Task description: The response must be a precise copy of the records that follow.

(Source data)
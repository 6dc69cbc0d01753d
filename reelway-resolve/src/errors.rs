//! Error types for mirror resolution.

use thiserror::Error;

/// Errors that can occur while resolving a content reference.
///
/// Variants stay distinct so callers can tell a dead page from an
/// unsupported mirror and pick a different page or mirror accordingly.
#[derive(Debug, Clone, PartialEq, Eq, Error)]
pub enum ResolveError {
    /// No extraction rule matched the fetched page.
    #[error("No {what} found at {url}")]
    NotFound {
        /// Page that was searched
        url: String,
        /// What was being looked for
        what: &'static str,
    },

    /// The page could not be fetched.
    #[error("Network error fetching {url}: {reason}")]
    Network {
        /// Page that failed to load
        url: String,
        /// Transport or HTTP status failure
        reason: String,
    },

    /// The page links to a mirror that is recognized but not implemented.
    #[error("Unsupported mirror {mirror}: {url}")]
    UnsupportedMirror {
        /// Mirror kind, or "unknown" for unrecognized hosts
        mirror: String,
        /// The extracted mirror URL
        url: String,
    },

    /// The content reference is not an absolute http(s) URL.
    #[error("Invalid content reference {url}: {reason}")]
    InvalidUrl {
        /// The rejected reference
        url: String,
        /// Why it was rejected
        reason: String,
    },
}
//! Reelway CLI - Command-line interface
//!
//! Resolves mirror pages, serves local files over the range server and runs
//! the simulated download pipeline end to end.

mod commands;

use clap::Parser;
use reelway_core::tracing_setup::{CliLogLevel, init_tracing};

#[derive(Parser)]
#[command(name = "reelway")]
#[command(about = "Resolve mirror pages and stream downloads to a local player")]
struct Cli {
    /// Console log level
    #[arg(long, value_enum, default_value_t = CliLogLevel::Info, global = true)]
    log_level: CliLogLevel,

    #[command(subcommand)]
    command: commands::Commands,
}

#[tokio::main]
async fn main() -> anyhow::Result<()> {
    let cli = Cli::parse();
    if let Err(e) = init_tracing(cli.log_level.as_tracing_level(), None) {
        eprintln!("Warning: file logging unavailable: {e}");
    }

    commands::handle_command(cli.command).await
}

Task response:
repository 6dc69cbc0d01753d
filename reelway-resolve/src/errors.rs
//! Error types for mirror resolution.

use thiserror::Error;

/// Errors that can occur while resolving a content reference.
///
/// Variants stay distinct so callers can tell a dead page from an
/// unsupported mirror and pick a different page or mirror accordingly.
#[derive(Debug, Clone, PartialEq, Eq, Error)]
pub enum ResolveError {
    /// No extraction rule matched the fetched page.
    #[error("No {what} found at {url}")]
    NotFound {
        /// Page that was searched
        url: String,
        /// What was being looked for
        what: &'static str,
    },

    /// The page could not be fetched.
    #[error("Network error fetching {url}: {reason}")]
    Network {
        /// Page that failed to load
        url: String,
        /// Transport or HTTP status failure
        reason: String,
    },

    /// The page links to a mirror that is recognized but not implemented.
    #[error("Unsupported mirror {mirror}: {url}")]
    UnsupportedMirror {
        /// Mirror kind, or "unknown" for unrecognized hosts
        mirror: String,
        /// The extracted mirror URL
        url: String,
    },

    /// The content reference is not an absolute http(s) URL.
    #[error("Invalid content reference {url}: {reason}")]
    InvalidUrl {
        /// The rejected reference
        url: String,
        /// Why it was rejected
        reason: String,
    },
}
//! Reelway CLI - Command-line interface
//!
//! Resolves mirror pages, serves local files over the range server and runs
//! the simulated download pipeline end to end.

mod commands;

use clap::Parser;
use reelway_core::tracing_setup::{CliLogLevel, init_tracing};

#[derive(Parser)]
#[command(name = "reelway")]
#[command(about = "Resolve mirror pages and stream downloads to a local player")]
struct Cli {
    /// Console log level
    #[arg(long, value_enum, default_value_t = CliLogLevel::Info, global = true)]
    log_level: CliLogLevel,

    #[command(subcommand)]
    command: commands::Commands,
}

#[tokio::main]
async fn main() -> anyhow::Result<()> {
    let cli = Cli::parse();
    if let Err(e) = init_tracing(cli.log_level.as_tracing_level(), None) {
        eprintln!("Warning: file logging unavailable: {e}");
    }

    commands::handle_command(cli.command).await
}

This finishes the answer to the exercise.